Brief: Take each line from the entries that holds "mongodb" and copy it out.

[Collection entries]
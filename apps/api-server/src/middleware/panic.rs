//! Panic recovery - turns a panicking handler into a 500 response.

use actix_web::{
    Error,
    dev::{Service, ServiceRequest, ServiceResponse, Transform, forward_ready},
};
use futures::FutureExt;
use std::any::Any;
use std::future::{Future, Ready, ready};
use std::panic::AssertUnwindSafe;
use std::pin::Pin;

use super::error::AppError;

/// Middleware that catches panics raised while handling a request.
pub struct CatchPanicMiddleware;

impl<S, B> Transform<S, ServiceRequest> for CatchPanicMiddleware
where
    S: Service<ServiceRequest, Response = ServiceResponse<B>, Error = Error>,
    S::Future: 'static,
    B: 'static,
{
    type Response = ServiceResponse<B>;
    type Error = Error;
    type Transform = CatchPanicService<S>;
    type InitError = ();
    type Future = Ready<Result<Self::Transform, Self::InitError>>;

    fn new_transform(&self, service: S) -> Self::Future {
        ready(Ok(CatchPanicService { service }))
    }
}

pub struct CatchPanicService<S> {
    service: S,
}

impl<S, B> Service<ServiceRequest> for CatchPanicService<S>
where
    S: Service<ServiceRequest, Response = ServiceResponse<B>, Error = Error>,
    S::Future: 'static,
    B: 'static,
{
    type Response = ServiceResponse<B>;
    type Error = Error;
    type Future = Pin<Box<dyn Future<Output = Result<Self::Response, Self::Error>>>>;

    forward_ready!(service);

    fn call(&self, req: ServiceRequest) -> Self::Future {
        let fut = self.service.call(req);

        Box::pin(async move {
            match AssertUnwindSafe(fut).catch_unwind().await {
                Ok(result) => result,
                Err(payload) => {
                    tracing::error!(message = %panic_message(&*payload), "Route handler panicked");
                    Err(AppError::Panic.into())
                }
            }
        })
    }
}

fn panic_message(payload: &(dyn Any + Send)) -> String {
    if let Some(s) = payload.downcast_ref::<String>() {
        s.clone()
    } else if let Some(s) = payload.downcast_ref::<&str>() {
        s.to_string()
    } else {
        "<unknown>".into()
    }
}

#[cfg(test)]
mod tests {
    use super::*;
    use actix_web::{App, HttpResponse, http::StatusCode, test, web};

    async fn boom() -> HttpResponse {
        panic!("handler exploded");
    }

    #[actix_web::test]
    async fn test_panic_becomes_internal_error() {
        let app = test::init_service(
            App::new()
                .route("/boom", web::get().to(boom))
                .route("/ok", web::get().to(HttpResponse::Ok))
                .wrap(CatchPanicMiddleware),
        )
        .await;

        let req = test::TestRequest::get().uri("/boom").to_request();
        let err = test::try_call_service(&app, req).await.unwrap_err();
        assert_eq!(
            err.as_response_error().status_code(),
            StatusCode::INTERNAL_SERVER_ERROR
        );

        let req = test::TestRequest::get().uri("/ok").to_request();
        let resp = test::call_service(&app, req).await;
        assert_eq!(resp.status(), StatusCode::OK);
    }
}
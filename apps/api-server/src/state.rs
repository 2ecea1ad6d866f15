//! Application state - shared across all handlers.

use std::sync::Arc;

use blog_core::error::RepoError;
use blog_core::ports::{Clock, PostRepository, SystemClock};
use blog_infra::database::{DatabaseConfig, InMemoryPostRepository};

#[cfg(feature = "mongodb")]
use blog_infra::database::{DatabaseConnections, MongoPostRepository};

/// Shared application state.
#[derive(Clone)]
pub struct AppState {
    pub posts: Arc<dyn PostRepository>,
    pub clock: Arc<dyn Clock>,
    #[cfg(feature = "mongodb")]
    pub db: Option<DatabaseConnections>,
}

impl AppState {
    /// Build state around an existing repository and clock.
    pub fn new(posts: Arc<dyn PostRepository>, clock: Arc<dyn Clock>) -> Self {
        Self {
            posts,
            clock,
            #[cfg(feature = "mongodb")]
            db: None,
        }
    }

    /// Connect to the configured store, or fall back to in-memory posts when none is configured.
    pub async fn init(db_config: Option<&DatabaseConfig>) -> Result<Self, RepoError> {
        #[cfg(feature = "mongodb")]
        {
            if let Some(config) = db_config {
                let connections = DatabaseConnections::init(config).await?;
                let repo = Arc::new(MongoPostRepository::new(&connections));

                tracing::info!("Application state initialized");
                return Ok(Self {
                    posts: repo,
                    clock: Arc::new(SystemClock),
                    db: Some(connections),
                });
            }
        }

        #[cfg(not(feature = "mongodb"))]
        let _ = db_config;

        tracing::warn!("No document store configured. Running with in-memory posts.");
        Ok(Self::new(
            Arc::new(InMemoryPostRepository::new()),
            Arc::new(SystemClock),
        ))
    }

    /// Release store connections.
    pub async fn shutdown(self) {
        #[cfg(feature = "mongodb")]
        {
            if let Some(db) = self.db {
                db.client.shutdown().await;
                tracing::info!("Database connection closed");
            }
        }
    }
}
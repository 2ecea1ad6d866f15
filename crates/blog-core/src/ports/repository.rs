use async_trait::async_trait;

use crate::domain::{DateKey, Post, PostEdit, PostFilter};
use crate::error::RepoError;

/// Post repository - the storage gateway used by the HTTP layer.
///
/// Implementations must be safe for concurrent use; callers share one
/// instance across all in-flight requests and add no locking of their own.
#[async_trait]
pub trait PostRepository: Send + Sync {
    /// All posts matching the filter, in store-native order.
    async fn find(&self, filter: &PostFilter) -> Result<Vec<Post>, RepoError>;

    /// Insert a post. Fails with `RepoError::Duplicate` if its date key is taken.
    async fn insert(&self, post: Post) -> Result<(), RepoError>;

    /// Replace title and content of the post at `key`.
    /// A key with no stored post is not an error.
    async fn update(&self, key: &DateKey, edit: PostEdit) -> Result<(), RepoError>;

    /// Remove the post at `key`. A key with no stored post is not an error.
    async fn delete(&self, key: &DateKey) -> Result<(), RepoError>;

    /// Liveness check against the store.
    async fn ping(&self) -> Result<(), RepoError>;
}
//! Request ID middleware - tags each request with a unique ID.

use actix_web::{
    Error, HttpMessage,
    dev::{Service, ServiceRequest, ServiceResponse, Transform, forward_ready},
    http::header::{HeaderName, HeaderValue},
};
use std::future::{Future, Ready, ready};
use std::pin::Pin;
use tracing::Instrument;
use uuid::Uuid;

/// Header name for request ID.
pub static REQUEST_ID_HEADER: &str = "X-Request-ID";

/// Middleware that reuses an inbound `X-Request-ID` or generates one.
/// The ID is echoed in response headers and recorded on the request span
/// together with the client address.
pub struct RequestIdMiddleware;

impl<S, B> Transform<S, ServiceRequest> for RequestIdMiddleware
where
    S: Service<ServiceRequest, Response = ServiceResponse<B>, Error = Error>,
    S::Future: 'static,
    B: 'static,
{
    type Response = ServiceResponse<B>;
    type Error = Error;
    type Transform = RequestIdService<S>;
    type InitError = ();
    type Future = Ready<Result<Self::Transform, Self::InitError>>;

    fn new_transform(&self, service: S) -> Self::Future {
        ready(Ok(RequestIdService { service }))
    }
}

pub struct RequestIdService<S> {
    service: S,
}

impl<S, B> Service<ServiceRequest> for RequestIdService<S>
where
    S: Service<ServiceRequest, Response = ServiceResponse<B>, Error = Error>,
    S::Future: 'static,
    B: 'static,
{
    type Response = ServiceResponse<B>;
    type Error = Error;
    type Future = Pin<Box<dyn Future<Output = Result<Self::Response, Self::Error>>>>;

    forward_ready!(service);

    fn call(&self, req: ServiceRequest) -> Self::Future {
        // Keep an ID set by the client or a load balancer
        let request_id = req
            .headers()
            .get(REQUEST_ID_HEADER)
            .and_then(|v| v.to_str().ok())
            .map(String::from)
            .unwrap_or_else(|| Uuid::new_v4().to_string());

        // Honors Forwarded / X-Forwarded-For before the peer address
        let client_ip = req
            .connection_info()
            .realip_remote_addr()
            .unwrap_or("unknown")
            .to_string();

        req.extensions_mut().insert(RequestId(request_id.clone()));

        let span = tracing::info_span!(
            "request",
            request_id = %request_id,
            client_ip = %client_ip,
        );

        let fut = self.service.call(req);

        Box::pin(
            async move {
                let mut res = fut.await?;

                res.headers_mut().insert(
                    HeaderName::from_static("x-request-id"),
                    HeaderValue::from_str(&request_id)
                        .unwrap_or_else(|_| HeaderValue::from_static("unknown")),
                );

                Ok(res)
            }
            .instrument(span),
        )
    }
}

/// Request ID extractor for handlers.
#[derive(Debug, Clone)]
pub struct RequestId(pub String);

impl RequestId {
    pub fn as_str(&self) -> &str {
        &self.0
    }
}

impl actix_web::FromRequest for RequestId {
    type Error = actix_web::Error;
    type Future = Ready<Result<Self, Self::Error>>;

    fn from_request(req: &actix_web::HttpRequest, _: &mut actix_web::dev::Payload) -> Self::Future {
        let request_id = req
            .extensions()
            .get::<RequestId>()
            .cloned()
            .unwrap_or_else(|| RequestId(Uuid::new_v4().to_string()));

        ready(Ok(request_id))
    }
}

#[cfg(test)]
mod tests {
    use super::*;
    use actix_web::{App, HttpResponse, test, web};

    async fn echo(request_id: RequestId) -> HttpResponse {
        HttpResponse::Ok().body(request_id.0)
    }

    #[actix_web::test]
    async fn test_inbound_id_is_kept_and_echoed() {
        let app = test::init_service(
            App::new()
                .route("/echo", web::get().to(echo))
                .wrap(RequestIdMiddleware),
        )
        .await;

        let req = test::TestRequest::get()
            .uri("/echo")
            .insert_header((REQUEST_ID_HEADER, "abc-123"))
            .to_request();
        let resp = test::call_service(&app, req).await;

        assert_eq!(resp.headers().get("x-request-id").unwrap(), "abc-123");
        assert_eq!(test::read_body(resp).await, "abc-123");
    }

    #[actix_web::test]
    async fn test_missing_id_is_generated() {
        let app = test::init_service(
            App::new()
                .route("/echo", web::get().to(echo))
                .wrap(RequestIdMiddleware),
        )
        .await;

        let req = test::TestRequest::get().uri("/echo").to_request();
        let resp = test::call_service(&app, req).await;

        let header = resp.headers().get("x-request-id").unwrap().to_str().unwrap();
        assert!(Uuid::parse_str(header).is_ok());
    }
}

Answer box:
#[cfg(feature = "mongodb")]
    #[cfg(feature = "mongodb")]
            #[cfg(feature = "mongodb")]
        #[cfg(feature = "mongodb")]
        #[cfg(not(feature = "mongodb"))]
        #[cfg(feature = "mongodb")]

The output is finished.